* [What you should do]
Look through the records that follow. Copy every line containing the word "repeat".

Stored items
---------------

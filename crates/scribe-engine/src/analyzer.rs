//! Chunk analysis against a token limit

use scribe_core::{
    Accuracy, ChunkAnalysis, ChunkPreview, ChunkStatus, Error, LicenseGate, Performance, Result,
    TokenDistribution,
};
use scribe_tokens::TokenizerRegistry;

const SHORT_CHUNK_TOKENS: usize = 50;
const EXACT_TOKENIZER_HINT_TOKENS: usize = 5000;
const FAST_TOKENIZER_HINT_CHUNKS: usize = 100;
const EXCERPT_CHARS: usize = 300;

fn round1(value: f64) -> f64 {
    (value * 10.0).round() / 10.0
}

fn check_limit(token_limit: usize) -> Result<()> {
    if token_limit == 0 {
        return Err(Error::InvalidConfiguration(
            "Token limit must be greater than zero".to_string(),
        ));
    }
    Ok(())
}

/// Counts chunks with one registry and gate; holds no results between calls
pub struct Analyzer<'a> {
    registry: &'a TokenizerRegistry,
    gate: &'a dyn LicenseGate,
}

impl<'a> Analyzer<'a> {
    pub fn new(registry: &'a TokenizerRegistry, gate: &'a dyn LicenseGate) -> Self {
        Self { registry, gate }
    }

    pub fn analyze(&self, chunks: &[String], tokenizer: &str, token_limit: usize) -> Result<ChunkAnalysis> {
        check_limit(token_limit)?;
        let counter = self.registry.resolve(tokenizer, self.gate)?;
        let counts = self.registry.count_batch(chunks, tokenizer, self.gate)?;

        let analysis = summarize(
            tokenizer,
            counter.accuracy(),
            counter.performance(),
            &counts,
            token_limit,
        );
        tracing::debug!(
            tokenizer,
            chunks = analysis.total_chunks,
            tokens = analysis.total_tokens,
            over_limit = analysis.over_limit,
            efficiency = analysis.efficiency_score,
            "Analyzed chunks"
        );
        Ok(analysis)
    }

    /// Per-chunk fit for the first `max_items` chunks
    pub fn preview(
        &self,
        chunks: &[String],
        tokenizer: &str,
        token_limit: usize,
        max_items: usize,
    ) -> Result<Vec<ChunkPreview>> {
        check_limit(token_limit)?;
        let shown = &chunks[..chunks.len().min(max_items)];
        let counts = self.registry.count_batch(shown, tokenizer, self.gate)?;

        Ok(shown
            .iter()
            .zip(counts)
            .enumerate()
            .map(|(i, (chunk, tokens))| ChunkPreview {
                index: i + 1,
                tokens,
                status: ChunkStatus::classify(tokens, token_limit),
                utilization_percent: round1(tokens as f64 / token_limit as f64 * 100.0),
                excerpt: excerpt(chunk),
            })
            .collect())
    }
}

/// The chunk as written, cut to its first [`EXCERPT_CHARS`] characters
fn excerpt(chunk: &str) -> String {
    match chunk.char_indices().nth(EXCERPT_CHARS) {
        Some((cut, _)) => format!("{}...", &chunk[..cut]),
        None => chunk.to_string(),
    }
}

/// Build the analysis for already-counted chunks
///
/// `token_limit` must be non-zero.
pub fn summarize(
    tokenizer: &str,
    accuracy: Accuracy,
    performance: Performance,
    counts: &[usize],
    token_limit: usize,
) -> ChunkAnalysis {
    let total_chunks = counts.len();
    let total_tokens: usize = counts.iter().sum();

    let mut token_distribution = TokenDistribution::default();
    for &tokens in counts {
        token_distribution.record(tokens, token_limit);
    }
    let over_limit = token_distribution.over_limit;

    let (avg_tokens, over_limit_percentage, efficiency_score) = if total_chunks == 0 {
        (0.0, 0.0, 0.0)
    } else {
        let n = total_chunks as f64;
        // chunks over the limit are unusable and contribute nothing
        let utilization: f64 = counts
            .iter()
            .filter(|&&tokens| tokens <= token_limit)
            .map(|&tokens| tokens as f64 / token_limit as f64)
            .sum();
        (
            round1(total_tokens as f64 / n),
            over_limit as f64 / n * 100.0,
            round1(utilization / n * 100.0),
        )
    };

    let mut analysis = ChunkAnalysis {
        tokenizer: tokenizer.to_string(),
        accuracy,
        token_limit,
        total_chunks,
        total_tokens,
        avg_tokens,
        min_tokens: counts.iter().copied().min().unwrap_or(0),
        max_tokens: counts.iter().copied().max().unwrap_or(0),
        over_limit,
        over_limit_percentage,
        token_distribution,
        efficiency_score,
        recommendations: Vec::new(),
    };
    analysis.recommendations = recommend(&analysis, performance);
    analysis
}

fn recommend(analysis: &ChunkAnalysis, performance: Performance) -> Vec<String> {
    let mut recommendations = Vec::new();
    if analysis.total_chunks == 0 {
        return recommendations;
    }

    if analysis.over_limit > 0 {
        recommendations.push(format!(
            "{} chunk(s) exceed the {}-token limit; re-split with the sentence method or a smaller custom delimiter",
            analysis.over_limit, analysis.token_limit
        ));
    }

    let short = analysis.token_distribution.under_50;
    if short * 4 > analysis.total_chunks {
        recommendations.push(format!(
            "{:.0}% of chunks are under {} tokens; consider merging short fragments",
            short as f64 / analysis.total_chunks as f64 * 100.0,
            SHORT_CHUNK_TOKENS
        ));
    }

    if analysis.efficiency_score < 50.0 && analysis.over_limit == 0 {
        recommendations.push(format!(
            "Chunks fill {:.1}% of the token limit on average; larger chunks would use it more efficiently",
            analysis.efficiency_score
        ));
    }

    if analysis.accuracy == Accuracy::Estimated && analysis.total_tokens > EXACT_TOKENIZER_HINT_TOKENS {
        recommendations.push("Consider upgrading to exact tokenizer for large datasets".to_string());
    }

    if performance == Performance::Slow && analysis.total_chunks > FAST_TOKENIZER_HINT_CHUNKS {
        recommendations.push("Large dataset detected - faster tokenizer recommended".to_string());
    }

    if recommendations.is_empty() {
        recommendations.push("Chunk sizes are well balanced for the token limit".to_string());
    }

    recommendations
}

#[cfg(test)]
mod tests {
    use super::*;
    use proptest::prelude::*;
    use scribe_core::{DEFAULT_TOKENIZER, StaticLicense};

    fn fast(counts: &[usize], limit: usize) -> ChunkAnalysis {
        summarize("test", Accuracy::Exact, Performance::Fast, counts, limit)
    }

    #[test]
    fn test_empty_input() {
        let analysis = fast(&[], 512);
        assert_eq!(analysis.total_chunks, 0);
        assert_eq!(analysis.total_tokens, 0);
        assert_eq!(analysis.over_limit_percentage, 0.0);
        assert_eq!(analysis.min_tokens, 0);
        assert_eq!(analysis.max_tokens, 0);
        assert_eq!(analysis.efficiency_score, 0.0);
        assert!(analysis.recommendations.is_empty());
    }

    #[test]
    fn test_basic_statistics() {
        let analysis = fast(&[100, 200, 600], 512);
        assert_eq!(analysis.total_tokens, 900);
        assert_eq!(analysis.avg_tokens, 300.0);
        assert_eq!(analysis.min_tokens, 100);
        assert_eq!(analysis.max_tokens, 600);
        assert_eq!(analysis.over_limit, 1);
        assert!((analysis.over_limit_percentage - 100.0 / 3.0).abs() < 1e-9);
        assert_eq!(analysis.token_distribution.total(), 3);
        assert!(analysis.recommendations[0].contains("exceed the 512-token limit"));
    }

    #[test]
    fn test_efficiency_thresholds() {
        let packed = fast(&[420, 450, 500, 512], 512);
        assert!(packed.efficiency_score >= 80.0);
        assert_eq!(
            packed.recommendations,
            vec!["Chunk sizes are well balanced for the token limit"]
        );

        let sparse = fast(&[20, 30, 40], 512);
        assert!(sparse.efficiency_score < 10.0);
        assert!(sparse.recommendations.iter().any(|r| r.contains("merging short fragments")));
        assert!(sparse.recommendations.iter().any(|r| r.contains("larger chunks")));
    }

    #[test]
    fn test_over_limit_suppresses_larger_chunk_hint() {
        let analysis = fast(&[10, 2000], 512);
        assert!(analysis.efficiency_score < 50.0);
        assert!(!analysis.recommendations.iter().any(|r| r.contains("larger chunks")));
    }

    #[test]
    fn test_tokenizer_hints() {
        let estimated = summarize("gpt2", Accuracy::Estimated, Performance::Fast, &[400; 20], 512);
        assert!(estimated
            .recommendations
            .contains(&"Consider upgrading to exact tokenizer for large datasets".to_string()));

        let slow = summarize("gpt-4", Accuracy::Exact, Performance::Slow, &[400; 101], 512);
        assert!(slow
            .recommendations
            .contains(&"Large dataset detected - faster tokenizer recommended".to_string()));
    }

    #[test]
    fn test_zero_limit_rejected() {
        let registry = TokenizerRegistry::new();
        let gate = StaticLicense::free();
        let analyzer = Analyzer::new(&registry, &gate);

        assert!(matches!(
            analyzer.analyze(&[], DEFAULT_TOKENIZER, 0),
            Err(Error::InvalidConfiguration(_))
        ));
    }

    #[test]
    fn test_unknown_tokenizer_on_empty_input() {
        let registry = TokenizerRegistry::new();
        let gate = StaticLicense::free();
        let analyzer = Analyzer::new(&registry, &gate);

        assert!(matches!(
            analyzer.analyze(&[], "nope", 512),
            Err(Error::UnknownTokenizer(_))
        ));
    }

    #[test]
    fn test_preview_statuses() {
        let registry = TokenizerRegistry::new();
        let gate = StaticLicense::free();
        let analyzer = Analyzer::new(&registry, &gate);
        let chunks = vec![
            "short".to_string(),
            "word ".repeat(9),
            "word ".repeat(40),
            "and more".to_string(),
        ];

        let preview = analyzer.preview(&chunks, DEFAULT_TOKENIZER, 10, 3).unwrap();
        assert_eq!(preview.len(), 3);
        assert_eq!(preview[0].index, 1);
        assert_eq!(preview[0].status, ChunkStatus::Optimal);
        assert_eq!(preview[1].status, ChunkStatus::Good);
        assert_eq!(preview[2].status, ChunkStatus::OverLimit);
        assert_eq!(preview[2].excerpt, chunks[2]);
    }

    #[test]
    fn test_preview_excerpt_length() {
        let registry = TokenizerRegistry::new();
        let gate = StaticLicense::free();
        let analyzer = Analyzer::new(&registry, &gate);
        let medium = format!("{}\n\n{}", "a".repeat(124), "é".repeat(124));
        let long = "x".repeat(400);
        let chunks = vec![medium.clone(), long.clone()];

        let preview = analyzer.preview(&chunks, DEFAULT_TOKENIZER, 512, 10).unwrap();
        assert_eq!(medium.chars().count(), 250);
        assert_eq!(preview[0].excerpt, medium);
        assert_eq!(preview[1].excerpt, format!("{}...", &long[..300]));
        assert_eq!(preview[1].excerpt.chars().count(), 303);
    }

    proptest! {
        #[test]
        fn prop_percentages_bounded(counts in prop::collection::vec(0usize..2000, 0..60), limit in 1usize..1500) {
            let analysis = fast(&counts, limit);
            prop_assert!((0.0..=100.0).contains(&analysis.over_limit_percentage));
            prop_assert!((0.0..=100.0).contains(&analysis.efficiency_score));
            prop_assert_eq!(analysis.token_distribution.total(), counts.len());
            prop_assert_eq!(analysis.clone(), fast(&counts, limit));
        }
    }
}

---------------

* [Answer below]
            "word ".repeat(9),
            "word ".repeat(40),
        let medium = format!("{}\n\n{}", "a".repeat(124), "é".repeat(124));
        let long = "x".repeat(400);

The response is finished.